### Work request:
Every line in the entries where "bool" is found should be copied.

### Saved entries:
——————

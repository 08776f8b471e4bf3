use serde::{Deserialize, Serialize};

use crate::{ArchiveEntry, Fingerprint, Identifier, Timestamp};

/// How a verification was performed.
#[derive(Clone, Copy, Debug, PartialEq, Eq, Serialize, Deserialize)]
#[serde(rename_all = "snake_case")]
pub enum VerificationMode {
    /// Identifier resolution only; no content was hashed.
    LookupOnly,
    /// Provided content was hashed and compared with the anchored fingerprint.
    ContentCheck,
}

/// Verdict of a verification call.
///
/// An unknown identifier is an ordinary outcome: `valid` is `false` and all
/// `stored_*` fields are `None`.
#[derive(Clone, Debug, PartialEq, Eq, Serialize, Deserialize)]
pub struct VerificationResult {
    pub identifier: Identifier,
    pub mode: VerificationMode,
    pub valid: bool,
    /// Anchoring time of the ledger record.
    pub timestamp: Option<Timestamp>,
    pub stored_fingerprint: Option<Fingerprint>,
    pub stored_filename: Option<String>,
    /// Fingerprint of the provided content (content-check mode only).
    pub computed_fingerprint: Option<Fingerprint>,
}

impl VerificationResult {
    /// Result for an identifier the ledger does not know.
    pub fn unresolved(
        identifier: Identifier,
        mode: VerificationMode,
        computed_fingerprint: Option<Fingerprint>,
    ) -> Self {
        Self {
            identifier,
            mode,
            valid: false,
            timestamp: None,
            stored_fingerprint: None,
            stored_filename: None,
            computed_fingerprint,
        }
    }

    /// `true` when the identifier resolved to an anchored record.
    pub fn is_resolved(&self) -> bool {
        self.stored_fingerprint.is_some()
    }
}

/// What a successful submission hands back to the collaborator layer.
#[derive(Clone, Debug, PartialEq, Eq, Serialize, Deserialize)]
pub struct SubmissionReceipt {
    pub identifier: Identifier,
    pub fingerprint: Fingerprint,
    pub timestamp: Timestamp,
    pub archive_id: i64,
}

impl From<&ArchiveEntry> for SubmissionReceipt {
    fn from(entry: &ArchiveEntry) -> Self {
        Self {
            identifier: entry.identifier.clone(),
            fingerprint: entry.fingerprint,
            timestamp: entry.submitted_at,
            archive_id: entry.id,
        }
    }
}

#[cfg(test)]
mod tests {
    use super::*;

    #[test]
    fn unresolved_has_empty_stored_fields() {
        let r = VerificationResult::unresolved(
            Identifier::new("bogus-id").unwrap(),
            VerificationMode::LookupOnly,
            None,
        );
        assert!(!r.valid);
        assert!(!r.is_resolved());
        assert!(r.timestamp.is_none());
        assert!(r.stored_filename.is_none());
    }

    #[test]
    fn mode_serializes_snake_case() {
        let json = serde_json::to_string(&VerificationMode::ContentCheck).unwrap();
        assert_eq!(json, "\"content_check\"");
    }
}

——————

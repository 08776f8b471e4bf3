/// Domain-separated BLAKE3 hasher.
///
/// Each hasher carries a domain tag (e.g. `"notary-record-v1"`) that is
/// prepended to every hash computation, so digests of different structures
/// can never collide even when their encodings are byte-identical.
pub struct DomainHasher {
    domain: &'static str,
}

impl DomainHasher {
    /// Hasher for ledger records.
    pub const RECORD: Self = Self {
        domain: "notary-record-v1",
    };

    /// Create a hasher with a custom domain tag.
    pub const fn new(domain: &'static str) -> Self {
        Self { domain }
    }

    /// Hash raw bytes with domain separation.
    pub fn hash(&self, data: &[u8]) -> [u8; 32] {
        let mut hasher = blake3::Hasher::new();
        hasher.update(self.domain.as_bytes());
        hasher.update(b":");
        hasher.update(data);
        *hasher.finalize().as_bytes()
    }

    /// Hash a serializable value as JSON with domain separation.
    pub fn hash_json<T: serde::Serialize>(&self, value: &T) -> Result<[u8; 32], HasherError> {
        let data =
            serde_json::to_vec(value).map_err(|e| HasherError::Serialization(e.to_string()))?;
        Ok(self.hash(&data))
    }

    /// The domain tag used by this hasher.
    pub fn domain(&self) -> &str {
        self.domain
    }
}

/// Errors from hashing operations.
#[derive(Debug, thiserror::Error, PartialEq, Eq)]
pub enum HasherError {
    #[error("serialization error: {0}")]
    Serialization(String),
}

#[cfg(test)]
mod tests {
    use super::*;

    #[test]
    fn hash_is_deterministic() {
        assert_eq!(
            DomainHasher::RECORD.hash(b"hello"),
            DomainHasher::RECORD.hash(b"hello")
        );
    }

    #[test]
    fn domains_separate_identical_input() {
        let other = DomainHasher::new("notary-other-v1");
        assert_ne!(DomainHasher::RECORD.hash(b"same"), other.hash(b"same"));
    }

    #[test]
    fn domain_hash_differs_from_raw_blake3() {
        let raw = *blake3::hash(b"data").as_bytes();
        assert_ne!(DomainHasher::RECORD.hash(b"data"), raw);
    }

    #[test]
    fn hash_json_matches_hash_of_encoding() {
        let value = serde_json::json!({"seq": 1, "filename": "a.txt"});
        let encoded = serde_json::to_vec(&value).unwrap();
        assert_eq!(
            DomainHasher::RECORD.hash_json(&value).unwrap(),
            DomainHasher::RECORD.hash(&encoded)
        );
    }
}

——————

### Expected answer:
    pub valid: bool,
    pub fn is_resolved(&self) -> bool {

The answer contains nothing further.